Un grano al final del desierto

LUGO

GARCÍA ARÉVALO

Crónica | Voluntarios de Cruz Roja de Sarria en Tenerife Jaime, Manolo y Alba regresaron con la satisfacción del deber cumplido y con la tristeza de comprobar como cada vez llegan más cayucos con inmigrantes

22 ago 2006 . Actualizado a las 07:00 h.

Los tres voluntarios sarrianos de Cruz Roja que estuvieron durante diez días en Tenerife colaborando en la asistencia a los centenares de inmigrantes que cada día llegan a las costas canarias regresaron ya a casa. En sus mochilas guardan muchas vivencias y la satisfacción del deber cumplido, pero también les acompaña la tristeza de tener casi la certeza de que la situación será cada vez más complicada. El primer contacto con la realidad es calificado por los protagonistas como «dramático». Luego aseguran que la situación ya se interioriza un poco más y que a los dos días ya incluso entendían lo que los senegaleses les decían en dialecto Wolof . La mirada de miedo, cansancio y sufrimiento de todos los que llegaban al puerto, algunos después de 4 días bebiendo únicamente agua de mar dicen que es lo que más les ha marcado. «Al principio nos tienen miedo, pero luego entienden que estamos para ayudarlos y hablan con nosotros. La mano tendida de la Cruz Roja es ya un gesto internacional de solidaridad», dice Jaime Capellá. Las anécdotas se cuentan por decenas, desde la cantidad de personas que vienen vestidas con camisetas del Madrid o del Barcelona hasta la excepción cultural en medio de tanta miseria. «Una persona nos oyó hablar entre nosotros en gallego y se despidió con un 'muito obrigado'. Al ver nuestra sorpresa se dirigió a nosotros para decirnos que hablaba inglés, francés, italiano y portugués», comentó Jaime Capellá. Un dato que refleja la desesperación de estas personas es que una gran mayoría son campesinos de lugares del interior de Senegal que no saben nadar. Sólo una minoría disponen de chaleco salvavidas. El duro trabajo fue soportado sin demasiados problemas por los tres voluntarios sarrianos.
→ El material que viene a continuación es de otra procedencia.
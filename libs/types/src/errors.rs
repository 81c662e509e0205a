//! Error types for amount and fee arithmetic
//!
//! Contract-level errors wrap these through `#[from]`.

use thiserror::Error;

/// Amount validation errors
#[derive(Error, Debug, Clone, PartialEq)]
pub enum AmountError {
    #[error("Negative amount: {amount}")]
    Negative { amount: String },

    #[error("Amount {amount} exceeds {max_scale} decimal places")]
    TooPrecise { amount: String, max_scale: u32 },

    #[error("Arithmetic overflow")]
    Overflow,
}

/// Fee parameter errors
#[derive(Error, Debug, Clone, PartialEq)]
pub enum FeeError {
    #[error("Fee rate {rate_bps} bps exceeds {max_bps} bps")]
    RateTooHigh { rate_bps: u32, max_bps: u32 },

    #[error("Invalid minimum fee: {0}")]
    InvalidMinimum(#[from] AmountError),
}
//! Identifier types for protocol entities
//!
//! Voucher identifiers are content-derived (`hash(code)`) so every caller
//! computes the same key from the same code. Receipts use UUID v7 for
//! time-sortable ordering of redemptions.

use serde::{Deserialize, Serialize};
use std::borrow::Borrow;
use std::fmt;
use uuid::Uuid;

use crate::digest::{self, Hash32};

/// Identifier of a voucher slot
///
/// Always `hash(code)`. There is no other derivation rule: creation hashes the
/// raw code, and every later operation is keyed by the resulting identifier.
#[derive(Debug, Clone, Copy, PartialEq, Eq, Hash, PartialOrd, Ord, Serialize, Deserialize)]
#[serde(transparent)]
pub struct VoucherId(Hash32);

impl VoucherId {
    /// Derive the identifier for a voucher code
    pub fn from_code(code: &[u8]) -> Self {
        Self(digest::hash(code))
    }

    /// Wrap an already-derived digest
    pub fn from_digest(digest: Hash32) -> Self {
        Self(digest)
    }

    /// Parse a hex-encoded identifier (optional `0x` prefix)
    pub fn from_hex(s: &str) -> Option<Self> {
        digest::from_hex(s).map(Self)
    }

    /// Get inner digest
    pub fn as_bytes(&self) -> &Hash32 {
        &self.0
    }

    /// Abbreviated form for log lines
    pub fn short(&self) -> String {
        digest::to_hex(&self.0[..4])
    }
}

impl fmt::Display for VoucherId {
    fn fmt(&self, f: &mut fmt::Formatter<'_>) -> fmt::Result {
        write!(f, "0x{}", digest::to_hex(&self.0))
    }
}

/// Unique identifier for a redemption receipt
///
/// Uses UUID v7 so receipts sort in redemption order.
#[derive(Debug, Clone, Copy, PartialEq, Eq, Hash, Serialize, Deserialize)]
#[serde(transparent)]
pub struct ReceiptId(Uuid);

impl ReceiptId {
    pub fn new() -> Self {
        Self(Uuid::now_v7())
    }

    pub fn from_uuid(uuid: Uuid) -> Self {
        Self(uuid)
    }

    pub fn as_uuid(&self) -> &Uuid {
        &self.0
    }
}

impl Default for ReceiptId {
    fn default() -> Self {
        Self::new()
    }
}

impl fmt::Display for ReceiptId {
    fn fmt(&self, f: &mut fmt::Formatter<'_>) -> fmt::Result {
        write!(f, "{}", self.0)
    }
}

/// Identity of a ledger participant (caller, fee recipient, contract account)
#[derive(Debug, Clone, PartialEq, Eq, Hash, PartialOrd, Ord, Serialize, Deserialize)]
#[serde(transparent)]
pub struct Address(String);

impl Address {
    pub fn new(name: impl Into<String>) -> Self {
        Self(name.into())
    }

    /// Get the identity string
    pub fn as_str(&self) -> &str {
        &self.0
    }
}

impl fmt::Display for Address {
    fn fmt(&self, f: &mut fmt::Formatter<'_>) -> fmt::Result {
        write!(f, "{}", self.0)
    }
}

impl From<&str> for Address {
    fn from(s: &str) -> Self {
        Self::new(s)
    }
}

impl From<String> for Address {
    fn from(s: String) -> Self {
        Self(s)
    }
}

impl AsRef<str> for Address {
    fn as_ref(&self) -> &str {
        &self.0
    }
}

// Lets balance maps keyed by Address be queried with a plain &str.
impl Borrow<str> for Address {
    fn borrow(&self) -> &str {
        &self.0
    }
}
//! Contract events
//!
//! Events are immutable records emitted by successful ledger operations, one
//! per state change, in ledger order.

use rust_decimal::Decimal;
use serde::{Deserialize, Serialize};
use voucher_types::ids::{Address, ReceiptId, VoucherId};
use voucher_types::time::Timestamp;

use crate::commitment::SecretCommitment;

/// Voucher created and value escrowed
#[derive(Debug, Clone, PartialEq, Eq, Serialize, Deserialize)]
pub struct VoucherCreated {
    pub voucher_id: VoucherId,
    pub creator: Address,
    pub secret_commitment: SecretCommitment,
    pub value: Decimal,
    pub claim_deposit: Decimal,
    pub fee: Decimal,
    pub created_at: Timestamp,
}

/// Exclusive redemption rights acquired
#[derive(Debug, Clone, PartialEq, Eq, Serialize, Deserialize)]
pub struct RedemptionClaimed {
    pub voucher_id: VoucherId,
    pub claimant: Address,
    pub deposit: Decimal,
    pub expires_at: Timestamp,
}

/// Expired claim's deposit forfeited on reclaim
///
/// `credit` stays with the voucher; `retained` went to the fee recipient.
#[derive(Debug, Clone, PartialEq, Eq, Serialize, Deserialize)]
pub struct ClaimForfeited {
    pub voucher_id: VoucherId,
    pub previous_claimant: Address,
    pub credit: Decimal,
    pub retained: Decimal,
}

/// Voucher redeemed and deleted
#[derive(Debug, Clone, PartialEq, Eq, Serialize, Deserialize)]
pub struct VoucherRedeemed {
    pub voucher_id: VoucherId,
    pub receipt_id: ReceiptId,
    pub redeemer: Address,
    pub value: Decimal,
    pub deposit_refund: Decimal,
    pub bonus: Decimal,
    pub redeemed_at: Timestamp,
}

impl VoucherRedeemed {
    /// Total paid to the redeemer.
    pub fn payout(&self) -> Decimal {
        self.value + self.deposit_refund + self.bonus
    }
}

/// Stray (unescrowed) funds swept by the admin
#[derive(Debug, Clone, PartialEq, Eq, Serialize, Deserialize)]
pub struct StrayFundsRecovered {
    pub to: Address,
    pub amount: Decimal,
}

/// Enum wrapper for all contract events, enabling uniform handling.
#[derive(Debug, Clone, PartialEq, Eq, Serialize, Deserialize)]
pub enum ContractEvent {
    VoucherCreated(VoucherCreated),
    RedemptionClaimed(RedemptionClaimed),
    ClaimForfeited(ClaimForfeited),
    VoucherRedeemed(VoucherRedeemed),
    FeeRecipientUpdated { fee_recipient: Address },
    FeeParamsUpdated {
        min_creation_fee: Decimal,
        creation_fee_rate_bps: u32,
    },
    ClaimPeriodUpdated { claim_period_seconds: i64 },
    StrayFundsRecovered(StrayFundsRecovered),
    AdminTransferred { previous: Address, admin: Address },
    Upgraded { implementation: String },
}

impl ContractEvent {
    /// Voucher the event concerns, if any.
    pub fn voucher_id(&self) -> Option<VoucherId> {
        match self {
            Self::VoucherCreated(e) => Some(e.voucher_id),
            Self::RedemptionClaimed(e) => Some(e.voucher_id),
            Self::ClaimForfeited(e) => Some(e.voucher_id),
            Self::VoucherRedeemed(e) => Some(e.voucher_id),
            _ => None,
        }
    }

    /// Short label for logs and metrics.
    pub fn label(&self) -> &'static str {
        match self {
            Self::VoucherCreated(_) => "voucher_created",
            Self::RedemptionClaimed(_) => "redemption_claimed",
            Self::ClaimForfeited(_) => "claim_forfeited",
            Self::VoucherRedeemed(_) => "voucher_redeemed",
            Self::FeeRecipientUpdated { .. } => "fee_recipient_updated",
            Self::FeeParamsUpdated { .. } => "fee_params_updated",
            Self::ClaimPeriodUpdated { .. } => "claim_period_updated",
            Self::StrayFundsRecovered(_) => "stray_funds_recovered",
            Self::AdminTransferred { .. } => "admin_transferred",
            Self::Upgraded { .. } => "upgraded",
        }
    }
}
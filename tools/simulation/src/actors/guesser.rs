//! Secret guesser
//!
//! Claims vouchers and tries random secrets while its window is open. It
//! should never succeed; every attempt costs a lapsed deposit.

use rand::seq::SliceRandom;
use rand::{Rng, SeedableRng};
use rand_chacha::ChaCha8Rng;
use voucher_types::ids::{Address, VoucherId};

use super::Actor;
use crate::engine::{Action, StepOutcome, World};

pub struct Guesser {
    pub address: Address,
    /// Probability of acting on a given tick (0.0 to 1.0)
    pub activity: f64,
    /// Length of each guessed secret
    pub guess_len: usize,
    pub guesses: usize,
    pub lucky_guesses: usize,
    rng: ChaCha8Rng,
}

impl Guesser {
    pub fn new(address: Address, activity: f64, seed: u64) -> Self {
        Self {
            address,
            activity,
            guess_len: 16,
            guesses: 0,
            lucky_guesses: 0,
            rng: ChaCha8Rng::seed_from_u64(seed),
        }
    }

    fn held_claim(&self, world: &World) -> Option<VoucherId> {
        world.live_voucher_ids().into_iter().find(|id| {
            world
                .ledger
                .get_voucher(id)
                .and_then(|v| v.active_claim(world.now))
                .is_some_and(|c| c.claimant == self.address)
        })
    }
}

impl Actor for Guesser {
    fn address(&self) -> &Address {
        &self.address
    }

    fn next_action(&mut self, world: &World) -> Option<Action> {
        if !self.rng.gen_bool(self.activity) {
            return None;
        }

        if let Some(voucher_id) = self.held_claim(world) {
            let secret: Vec<u8> = (0..self.guess_len).map(|_| self.rng.gen()).collect();
            return Some(Action::Redeem {
                caller: self.address.clone(),
                voucher_id,
                secret,
            });
        }

        let balance = world.bank.balance_of(self.address.as_str());
        let open: Vec<VoucherId> = world
            .live_voucher_ids()
            .into_iter()
            .filter(|id| {
                world.ledger.get_voucher(id).is_some_and(|v| {
                    v.active_claim(world.now).is_none() && v.claim_deposit <= balance
                })
            })
            .collect();
        let voucher_id = *open.choose(&mut self.rng)?;
        let deposit = world.ledger.get_voucher(&voucher_id)?.claim_deposit;
        Some(Action::Claim {
            caller: self.address.clone(),
            voucher_id,
            deposit,
        })
    }

    fn observe(&mut self, action: &Action, outcome: &StepOutcome) {
        if let Action::Redeem { .. } = action {
            self.guesses += 1;
            if outcome.is_ok() {
                self.lucky_guesses += 1;
            }
        }
    }
}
Lo que mantienen que llevaron peor fue la tensión de estar esperando la llegada de un cayuco en cualquier momento o la de discriminar a los enfermos según su gravedad. Lo que más les dolió fue comprobar como día a día la llegada de embarcaciones es mayor y en el propio puerto ya casi no es noticia. «Es surrealista ver como se cruzan a pocos metros del puerto un barco con turistas con un cayuco remolcado con más de un centenar de inmigrantes», dijo Jaime Capellá. En todos esos días nunca se sintieron solos, en gran parte debido al exquisito comportamiento de los coordinadores Oswaldo y Austin, el fotógrafo García Arévalo y la familia sarriana Alarcón González Zaera, que aseguran que los hicieron sentir como en su propia casa.